=== Section Start ===
//! Mock travel-data tools.
//!
//! Flight, hotel, and activity search generate plausible options from a
//! seeded RNG instead of live APIs. The seed is a hash of the query fields,
//! so identical queries always render identical reports. Tool dispatch is a
//! closed set of named operations ([`ToolRequest`]) — no runtime reflection.

use anyhow::{bail, Result};
use chrono::NaiveDate;
use clap::ValueEnum;
use rand::rngs::StdRng;
use rand::{Rng, SeedableRng};
use std::collections::hash_map::DefaultHasher;
use std::fmt;
use std::hash::{Hash, Hasher};

const AIRLINES: [&str; 5] = ["Delta", "United", "Air France", "British Airways", "Lufthansa"];

const HOTEL_NAMES: [&str; 6] = [
    "Grand Palace Hotel",
    "Boutique Suites",
    "Royal Inn",
    "Elegant Residence",
    "Harborview Lodge",
    "Old Town Guesthouse",
];

/// Destinations billed at the long-haul European base fare.
const EUROPE_HINTS: [&str; 10] = [
    "europe", "paris", "rome", "italy", "france", "london", "barcelona", "amsterdam", "athens",
    "florence",
];

/// The closed set of mock tool operations.
#[derive(Debug, Clone)]
pub enum ToolRequest {
    Flights(FlightQuery),
    Hotels(HotelQuery),
    Activities(ActivityQuery),
}

/// Run one tool request and render its report.
pub fn dispatch(request: &ToolRequest) -> Result<String> {
    match request {
        ToolRequest::Flights(query) => Ok(render_flights(query, &search_flights(query))),
        ToolRequest::Hotels(query) => {
            let options = search_hotels(query)?;
            Ok(render_hotels(query, &options))
        }
        ToolRequest::Activities(query) => {
            Ok(render_activities(query, &search_activities(query)))
        }
    }
}

// ============ Flights ============

#[derive(Debug, Clone, Hash)]
pub struct FlightQuery {
    pub origin: String,
    pub destination: String,
    pub departure_date: NaiveDate,
    pub travelers: u32,
    pub cabin_class: CabinClass,
}

#[derive(Debug, Clone, Copy, PartialEq, Eq, Hash, ValueEnum)]
pub enum CabinClass {
    Economy,
    PremiumEconomy,
    Business,
    First,
}

impl CabinClass {
    pub fn fare_multiplier(self) -> f64 {
        match self {
            CabinClass::Economy => 1.0,
            CabinClass::PremiumEconomy => 1.6,
            CabinClass::Business => 3.5,
            CabinClass::First => 6.0,
        }
    }
}

impl fmt::Display for CabinClass {
    fn fmt(&self, f: &mut fmt::Formatter<'_>) -> fmt::Result {
        let label = match self {
            CabinClass::Economy => "economy",
            CabinClass::PremiumEconomy => "premium economy",
            CabinClass::Business => "business",
            CabinClass::First => "first",
        };
        f.write_str(label)
    }
}

#[derive(Debug, Clone, PartialEq)]
pub struct FlightOption {
    pub airline: &'static str,
    pub flight_number: u32,
    pub price_per_person: f64,
    pub duration_hours: u32,
    pub duration_minutes: u32,
    pub stops: u32,
}

pub fn search_flights(query: &FlightQuery) -> Vec<FlightOption> {
    let mut rng = seeded_rng(query);

    let base_fare = if is_european(&query.destination) {
        500.0
    } else {
        300.0
    };
    let base_fare = base_fare * query.cabin_class.fare_multiplier();

    (0..3)
        .map(|_| FlightOption {
            airline: AIRLINES[rng.gen_range(0..AIRLINES.len())],
            flight_number: rng.gen_range(100..1000),
            price_per_person: round2(base_fare * rng.gen_range(0.8..1.3)),
            duration_hours: rng.gen_range(6..16),
            duration_minutes: rng.gen_range(0..56),
            stops: rng.gen_range(0..3),
        })
        .collect()
}

fn render_flights(query: &FlightQuery, options: &[FlightOption]) -> String {
    let mut out = format!(
        "Flight options from {} to {} on {}:\n",
        query.origin, query.destination, query.departure_date
    );
    for option in options {
        out.push_str(&format!(
            "- {} Flight #{}: ${:.2}/person, {}h {}m, {} layover(s)\n",
            option.airline,
            option.flight_number,
            option.price_per_person,
            option.duration_hours,
            option.duration_minutes,
            option.stops
        ));
    }
    out.push_str(&format!(
        "\nFor {} traveler(s) in {} class\n",
        query.travelers, query.cabin_class
    ));
    out
}

// ============ Hotels ============

#[derive(Debug, Clone)]
pub struct HotelQuery {
    pub destination: String,
    pub check_in: NaiveDate,
    pub check_out: NaiveDate,
    pub guests: u32,
    pub min_rating: f32,
}

impl Hash for HotelQuery {
    fn hash<H: Hasher>(&self, state: &mut H) {
        self.destination.hash(state);
        self.check_in.hash(state);
        self.check_out.hash(state);
        self.guests.hash(state);
        self.min_rating.to_bits().hash(state);
    }
}

#[derive(Debug, Clone, PartialEq)]
pub struct HotelOption {
    pub name: &'static str,
    pub rating: f32,
    pub price_per_night: f64,
}

pub fn search_hotels(query: &HotelQuery) -> Result<Vec<HotelOption>> {
    if query.check_out <= query.check_in {
        bail!(
            "check-out ({}) must be after check-in ({})",
            query.check_out,
            query.check_in
        );
    }

    let mut rng = seeded_rng(query);
    let floor = query.min_rating.max(3.5).min(5.0);

    Ok((0..4)
        .map(|_| HotelOption {
            name: HOTEL_NAMES[rng.gen_range(0..HOTEL_NAMES.len())],
            rating: round1(rng.gen_range(floor..=5.0)),
            price_per_night: round2(rng.gen_range(80.0..250.0)),
        })
        .collect())
}

pub fn nights(query: &HotelQuery) -> i64 {
    (query.check_out - query.check_in).num_days()
}

fn render_hotels(query: &HotelQuery, options: &[HotelOption]) -> String {
    let stay_nights = nights(query);
    let mut out = format!(
        "Hotels in {} ({} to {}, {} guest(s)):\n",
        query.destination, query.check_in, query.check_out, query.guests
    );
    for option in options {
        let total = option.price_per_night * stay_nights as f64;
        out.push_str(&format!(
            "- {}: {:.1}* (${:.2}/night, ${:.2} total for {} nights)\n",
            option.name, option.rating, option.price_per_night, total, stay_nights
        ));
    }
    out
}

// ============ Activities ============

#[derive(Debug, Clone, Hash)]
pub struct ActivityQuery {
    pub destination: String,
    pub interests: String,
    pub duration_hours: u32,
}

#[derive(Debug, Clone, PartialEq)]
pub struct ActivityOption {
    pub name: &'static str,
    pub rating: f32,
    pub price_per_person: f64,
}

const ACTIVITY_CATALOG: [(&str, &[&str]); 6] = [
    (
        "art",
        &["Museum Skip-the-Line Tour", "Art Gallery Walk", "Street Art Tour"],
    ),
    (
        "food",
        &["Food Walking Tour", "Cooking Class", "Wine Tasting", "Gourmet Dinner"],
    ),
    (
        "history",
        &["Historical Walking Tour", "Ancient Sites Tour", "Museum Guided Tour"],
    ),
    (
        "culture",
        &["Cultural Walking Tour", "Local Market Tour", "Traditional Performance"],
    ),
    (
        "adventure",
        &["Bike Excursion", "Kayak Trip", "Hiking Day Tour"],
    ),
    (
        "nature",
        &["Botanical Garden Visit", "Coastal Walk", "National Park Day Trip"],
    ),
];

const FALLBACK_ACTIVITIES: [&str; 2] = ["City Highlights Tour", "Guided Walking Tour"];

pub fn search_activities(query: &ActivityQuery) -> Vec<ActivityOption> {
    let mut rng = seeded_rng(query);

    let interests: Vec<String> = query
        .interests
        .split(',')
        .map(|i| i.trim().to_lowercase())
        .filter(|i| !i.is_empty())
        .collect();

    let mut options = Vec::new();
    for interest in interests.iter().take(3) {
        if let Some((_, names)) = ACTIVITY_CATALOG.iter().find(|(key, _)| key == interest) {
            options.push(ActivityOption {
                name: names[rng.gen_range(0..names.len())],
                rating: round1(rng.gen_range(4.2..=5.0)),
                price_per_person: round2(rng.gen_range(45.0..150.0)),
            });
        }
    }

    if options.is_empty() {
        for name in FALLBACK_ACTIVITIES {
            options.push(ActivityOption {
                name,
                rating: round1(rng.gen_range(4.2..=5.0)),
                price_per_person: round2(rng.gen_range(45.0..150.0)),
            });
        }
    }

    options
}

fn render_activities(query: &ActivityQuery, options: &[ActivityOption]) -> String {
    let mut out = format!(
        "Activities in {} for interests ({}):\n",
        query.destination, query.interests
    );
    for option in options {
        out.push_str(&format!(
            "- {}: {:.1}*, ${:.2}/person, ~{}hrs\n",
            option.name, option.rating, option.price_per_person, query.duration_hours
        ));
    }
    out
}

// ============ Helpers ============

fn is_european(destination: &str) -> bool {
    let lower = destination.to_lowercase();
    EUROPE_HINTS.iter().any(|hint| lower.contains(hint))
}

fn seeded_rng<T: Hash>(value: &T) -> StdRng {
    let mut hasher = DefaultHasher::new();
    value.hash(&mut hasher);
    StdRng::seed_from_u64(hasher.finish())
}

fn round2(value: f64) -> f64 {
    (value * 100.0).round() / 100.0
}

fn round1(value: f32) -> f32 {
    (value * 10.0).round() / 10.0
}

#[cfg(test)]
mod tests {
    use super::*;

    fn flight_query(cabin: CabinClass) -> FlightQuery {
        FlightQuery {
            origin: "New York".to_string(),
            destination: "Paris".to_string(),
            departure_date: NaiveDate::from_ymd_opt(2025, 6, 15).unwrap(),
            travelers: 2,
            cabin_class: cabin,
        }
    }

    fn hotel_query() -> HotelQuery {
        HotelQuery {
            destination: "Paris".to_string(),
            check_in: NaiveDate::from_ymd_opt(2025, 6, 15).unwrap(),
            check_out: NaiveDate::from_ymd_opt(2025, 6, 18).unwrap(),
            guests: 2,
            min_rating: 4.0,
        }
    }

    #[test]
    fn identical_flight_queries_are_deterministic() {
        let query = flight_query(CabinClass::Economy);
        assert_eq!(search_flights(&query), search_flights(&query));
    }

    #[test]
    fn business_fares_exceed_economy() {
        let economy = search_flights(&flight_query(CabinClass::Economy));
        let business = search_flights(&flight_query(CabinClass::Business));
        let max_economy = economy
            .iter()
            .map(|o| o.price_per_person)
            .fold(f64::MIN, f64::max);
        for option in &business {
            assert!(option.price_per_person > max_economy);
        }
    }

    #[test]
    fn hotel_ratings_respect_minimum() {
        let options = search_hotels(&hotel_query()).unwrap();
        assert_eq!(options.len(), 4);
        for option in &options {
            assert!(option.rating >= 4.0);
            assert!(option.rating <= 5.0);
        }
    }

    #[test]
    fn hotel_stay_length_in_nights() {
        assert_eq!(nights(&hotel_query()), 3);
    }

    #[test]
    fn rejects_inverted_stay_dates() {
        let mut query = hotel_query();
        query.check_out = query.check_in;
        assert!(search_hotels(&query).is_err());
    }

    #[test]
    fn known_interests_hit_their_catalog() {
        let query = ActivityQuery {
            destination: "Rome".to_string(),
            interests: "food, history".to_string(),
            duration_hours: 4,
        };
        let options = search_activities(&query);
        assert_eq!(options.len(), 2);
        let food: &[&str] = ACTIVITY_CATALOG.iter().find(|(k, _)| *k == "food").unwrap().1;
        assert!(food.contains(&options[0].name));
    }

    #[test]
    fn unknown_interests_fall_back_to_general_tours() {
        let query = ActivityQuery {
            destination: "Rome".to_string(),
            interests: "spelunking".to_string(),
            duration_hours: 4,
        };
        let options = search_activities(&query);
        assert_eq!(options.len(), FALLBACK_ACTIVITIES.len());
        assert_eq!(options[0].name, "City Highlights Tour");
    }

    #[test]
    fn dispatch_renders_deterministic_reports() {
        let request = ToolRequest::Flights(flight_query(CabinClass::Economy));
        let a = dispatch(&request).unwrap();
        let b = dispatch(&request).unwrap();
        assert_eq!(a, b);
        assert!(a.contains("Flight options from New York to Paris"));
        assert!(a.contains("economy class"));
    }

    #[test]
    fn hotel_report_includes_stay_totals() {
        let query = hotel_query();
        let report = dispatch(&ToolRequest::Hotels(query.clone())).unwrap();
        assert!(report.contains("Hotels in Paris"));
        assert!(report.contains("total for 3 nights"));
    }
}
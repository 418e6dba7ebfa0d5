//! The knowledge retriever.
//!
//! Owns the persisted index — documents, chunks, and embeddings in SQLite —
//! and exposes the two operations its caller composes into LLM prompts:
//! [`Retriever::ingest`] and [`Retriever::query`]. `rebuild` (full drop and
//! re-ingest) is the only repair path for stale or corrupt content; there is
//! no incremental per-chunk delete or update.
//!
//! Lifecycle: [`Retriever::open`] loads or creates the store; the index is
//! ready once `ingest` succeeds. The instance is constructed explicitly by
//! whoever assembles the pipeline and passed by reference — there is no
//! process-wide singleton. Queries only read once the index is ready, so
//! concurrent readers are safe; ingestion is expected to run exclusively.

use std::cmp::Ordering;
use std::path::Path;

use sqlx::{Row, SqlitePool};
use tracing::{debug, info, warn};
use uuid::Uuid;

use crate::chunk::chunk_text;
use crate::config::Config;
use crate::db;
use crate::destinations::infer_destination;
use crate::embedding::{self, blob_to_vec, cosine_similarity, vec_to_blob, EmbeddingProvider};
use crate::error::{IndexInitError, QueryError};
use crate::knowledge::{self, KnowledgeDoc};
use crate::migrate;
use crate::models::{DestinationStats, IndexStats, IngestReport, Passage, Retrieval};
use crate::seed;

pub struct Retriever {
    pool: SqlitePool,
    provider: Box<dyn EmbeddingProvider>,
    config: Config,
}

impl Retriever {
    /// Open (creating if missing) the index store, run migrations, and
    /// construct the configured embedding provider.
    pub async fn open(config: Config) -> Result<Self, IndexInitError> {
        let pool = db::connect(&config.store.path).await?;
        migrate::run_migrations(&pool).await?;

        let provider =
            embedding::create_provider(&config.embedding).map_err(IndexInitError::Provider)?;

        info!(
            store = %config.store.path.display(),
            model = provider.model_name(),
            "index store ready"
        );

        Ok(Self {
            pool,
            provider,
            config,
        })
    }

    pub fn pool(&self) -> &SqlitePool {
        &self.pool
    }

    pub fn config(&self) -> &Config {
        &self.config
    }

    /// Ingest every document in `dir` that is not already indexed.
    ///
    /// An empty or absent directory is seeded with the built-in default
    /// documents first, so the index is never empty after a successful
    /// ingest. Idempotent by document name: re-running over an unchanged
    /// directory writes nothing; changed content under an existing name is
    /// left stale until `rebuild`.
    pub async fn ingest(&self, dir: &Path) -> Result<IngestReport, IndexInitError> {
        let include = &self.config.knowledge.include_globs;
        let exclude = &self.config.knowledge.exclude_globs;

        let mut docs = knowledge::scan_knowledge_dir(dir, include, exclude)
            .map_err(IndexInitError::Source)?;

        let mut report = IngestReport::default();

        if docs.is_empty() {
            let written = seed::write_seed_documents(dir)?;
            info!(
                count = written,
                dir = %dir.display(),
                "knowledge directory empty; wrote built-in documents"
            );
            report.seeded = true;
            docs = knowledge::scan_knowledge_dir(dir, include, exclude)
                .map_err(IndexInitError::Source)?;
        }

        for doc in &docs {
            if self.document_exists(&doc.name).await? {
                debug!(name = %doc.name, "already indexed; skipping");
                report.documents_skipped += 1;
                continue;
            }

            let chunks_stored = self.ingest_document(doc).await?;
            report.documents_ingested += 1;
            report.chunks_written += chunks_stored;
            report.embeddings_written += chunks_stored;
        }

        info!(
            ingested = report.documents_ingested,
            skipped = report.documents_skipped,
            chunks = report.chunks_written,
            "ingest complete"
        );

        Ok(report)
    }

    /// Drop every document, chunk, and vector, then re-ingest `dir`.
    pub async fn rebuild(&self, dir: &Path) -> Result<IngestReport, IndexInitError> {
        sqlx::query("DELETE FROM chunk_vectors")
            .execute(&self.pool)
            .await?;
        sqlx::query("DELETE FROM chunks").execute(&self.pool).await?;
        sqlx::query("DELETE FROM documents")
            .execute(&self.pool)
            .await?;

        info!("dropped existing index contents");
        self.ingest(dir).await
    }

    /// Answer a similarity query with at most `k` passages.
    ///
    /// When `destination_filter` is set, candidates are restricted to chunks
    /// whose destination tag case-insensitively equals or contains the
    /// filter. A filter that matches nothing falls back to the unfiltered
    /// ranking — on a non-empty index the result is never empty purely
    /// because of the filter — and the fallback is surfaced via
    /// [`Retrieval::filter_fallback`], not an error.
    pub async fn query(
        &self,
        text: &str,
        destination_filter: Option<&str>,
        k: usize,
    ) -> Result<Retrieval, QueryError> {
        if text.trim().is_empty() {
            return Err(QueryError::EmptyQuery);
        }
        let k = k.max(1);

        let total_chunks: i64 = sqlx::query_scalar("SELECT COUNT(*) FROM chunks")
            .fetch_one(&self.pool)
            .await?;
        if total_chunks == 0 {
            return Err(QueryError::EmptyIndex);
        }

        let query_vec = self
            .provider
            .embed(&[text.to_string()])
            .await
            .map_err(QueryError::Provider)?
            .into_iter()
            .next()
            .ok_or_else(|| QueryError::Provider(anyhow::anyhow!("empty embedding response")))?;

        let mut filter_fallback = false;
        let mut candidates = self.fetch_candidates(destination_filter).await?;
        if candidates.is_empty() && destination_filter.is_some() {
            debug!(
                filter = destination_filter,
                "destination filter matched nothing; falling back to unfiltered ranking"
            );
            filter_fallback = true;
            candidates = self.fetch_candidates(None).await?;
        }

        let mut scored: Vec<(Candidate, f64)> = candidates
            .into_iter()
            .map(|c| {
                let similarity = cosine_similarity(&query_vec, &blob_to_vec(&c.embedding)) as f64;
                (c, similarity)
            })
            .collect();

        // Similarity descending; ties broken by chunk position, then source
        // document name, so identical queries always rank identically.
        scored.sort_by(|a, b| {
            b.1.partial_cmp(&a.1)
                .unwrap_or(Ordering::Equal)
                .then(a.0.chunk_index.cmp(&b.0.chunk_index))
                .then(a.0.document_name.cmp(&b.0.document_name))
        });
        scored.truncate(k);

        Ok(Retrieval {
            query: text.to_string(),
            destination_filter: destination_filter.map(|f| f.to_string()),
            filter_fallback,
            passages: scored
                .into_iter()
                .map(|(c, score)| Passage {
                    text: c.text,
                    source_document: c.document_name,
                    destination: c.destination,
                    score,
                })
                .collect(),
        })
    }

    /// Totals and per-destination breakdown for inspection.
    pub async fn stats(&self) -> Result<IndexStats, QueryError> {
        let documents: i64 = sqlx::query_scalar("SELECT COUNT(*) FROM documents")
            .fetch_one(&self.pool)
            .await?;
        let chunks: i64 = sqlx::query_scalar("SELECT COUNT(*) FROM chunks")
            .fetch_one(&self.pool)
            .await?;
        let vectors: i64 = sqlx::query_scalar("SELECT COUNT(*) FROM chunk_vectors")
            .fetch_one(&self.pool)
            .await?;

        let rows = sqlx::query(
            r#"
            SELECT
                COALESCE(d.destination, '(untagged)') AS destination,
                COUNT(DISTINCT d.id) AS doc_count,
                COUNT(c.id) AS chunk_count
            FROM documents d
            LEFT JOIN chunks c ON c.document_id = d.id
            GROUP BY COALESCE(d.destination, '(untagged)')
            ORDER BY doc_count DESC, destination ASC
            "#,
        )
        .fetch_all(&self.pool)
        .await?;

        let by_destination = rows
            .iter()
            .map(|row| DestinationStats {
                destination: row.get("destination"),
                documents: row.get("doc_count"),
                chunks: row.get("chunk_count"),
            })
            .collect();

        Ok(IndexStats {
            documents,
            chunks,
            vectors,
            by_destination,
        })
    }

    async fn document_exists(&self, name: &str) -> Result<bool, IndexInitError> {
        let existing: Option<String> =
            sqlx::query_scalar("SELECT id FROM documents WHERE name = ?")
                .bind(name)
                .fetch_optional(&self.pool)
                .await?;
        Ok(existing.is_some())
    }

    /// Chunk, embed, and persist one document in a single transaction.
    async fn ingest_document(&self, doc: &KnowledgeDoc) -> Result<u64, IndexInitError> {
        let destination = infer_destination(&doc.name, &self.config.destinations);
        let doc_id = Uuid::new_v4().to_string();

        let chunks = chunk_text(
            &doc_id,
            destination.as_deref(),
            &doc.body,
            self.config.chunking.window_chars,
            self.config.chunking.overlap_chars,
        );

        if chunks.is_empty() {
            warn!(name = %doc.name, "document produced no chunks; skipping");
            return Ok(0);
        }

        let texts: Vec<String> = chunks.iter().map(|c| c.text.clone()).collect();
        let vectors = self
            .provider
            .embed(&texts)
            .await
            .map_err(IndexInitError::Provider)?;

        let mut tx = self.pool.begin().await?;

        sqlx::query(
            "INSERT INTO documents (id, name, path, destination, body, ingested_at) \
             VALUES (?, ?, ?, ?, ?, ?)",
        )
        .bind(&doc_id)
        .bind(&doc.name)
        .bind(doc.path.to_string_lossy().to_string())
        .bind(&destination)
        .bind(&doc.body)
        .bind(chrono::Utc::now().timestamp())
        .execute(&mut *tx)
        .await?;

        for (chunk, vector) in chunks.iter().zip(vectors.iter()) {
            sqlx::query(
                "INSERT INTO chunks (id, document_id, chunk_index, destination, text, hash) \
                 VALUES (?, ?, ?, ?, ?, ?)",
            )
            .bind(&chunk.id)
            .bind(&chunk.document_id)
            .bind(chunk.chunk_index)
            .bind(&chunk.destination)
            .bind(&chunk.text)
            .bind(&chunk.hash)
            .execute(&mut *tx)
            .await?;

            sqlx::query(
                "INSERT INTO chunk_vectors (chunk_id, document_id, model, dims, embedding) \
                 VALUES (?, ?, ?, ?, ?)",
            )
            .bind(&chunk.id)
            .bind(&chunk.document_id)
            .bind(self.provider.model_name())
            .bind(self.provider.dims() as i64)
            .bind(vec_to_blob(vector))
            .execute(&mut *tx)
            .await?;
        }

        tx.commit().await?;

        debug!(
            name = %doc.name,
            destination = destination.as_deref().unwrap_or("-"),
            chunks = chunks.len(),
            "document indexed"
        );

        Ok(chunks.len() as u64)
    }

    async fn fetch_candidates(
        &self,
        destination_filter: Option<&str>,
    ) -> Result<Vec<Candidate>, sqlx::Error> {
        let rows = match destination_filter {
            Some(filter) => {
                sqlx::query(
                    r#"
                    SELECT cv.embedding, c.text, c.chunk_index, c.destination,
                           d.name AS document_name
                    FROM chunk_vectors cv
                    JOIN chunks c ON c.id = cv.chunk_id
                    JOIN documents d ON d.id = c.document_id
                    WHERE c.destination IS NOT NULL
                      AND LOWER(c.destination) LIKE '%' || LOWER(?) || '%'
                    "#,
                )
                .bind(filter)
                .fetch_all(&self.pool)
                .await?
            }
            None => {
                sqlx::query(
                    r#"
                    SELECT cv.embedding, c.text, c.chunk_index, c.destination,
                           d.name AS document_name
                    FROM chunk_vectors cv
                    JOIN chunks c ON c.id = cv.chunk_id
                    JOIN documents d ON d.id = c.document_id
                    "#,
                )
                .fetch_all(&self.pool)
                .await?
            }
        };

        Ok(rows
            .iter()
            .map(|row| Candidate {
                embedding: row.get("embedding"),
                text: row.get("text"),
                chunk_index: row.get("chunk_index"),
                destination: row.get("destination"),
                document_name: row.get("document_name"),
            })
            .collect())
    }
}

/// A chunk candidate loaded for query-time scoring.
struct Candidate {
    embedding: Vec<u8>,
    text: String,
    chunk_index: i64,
    destination: Option<String>,
    document_name: String,
}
=== Section End ===
What the task requires
Say the number of lines in the material above that contain the word "KnowledgeDoc", and nothing else.

Result
2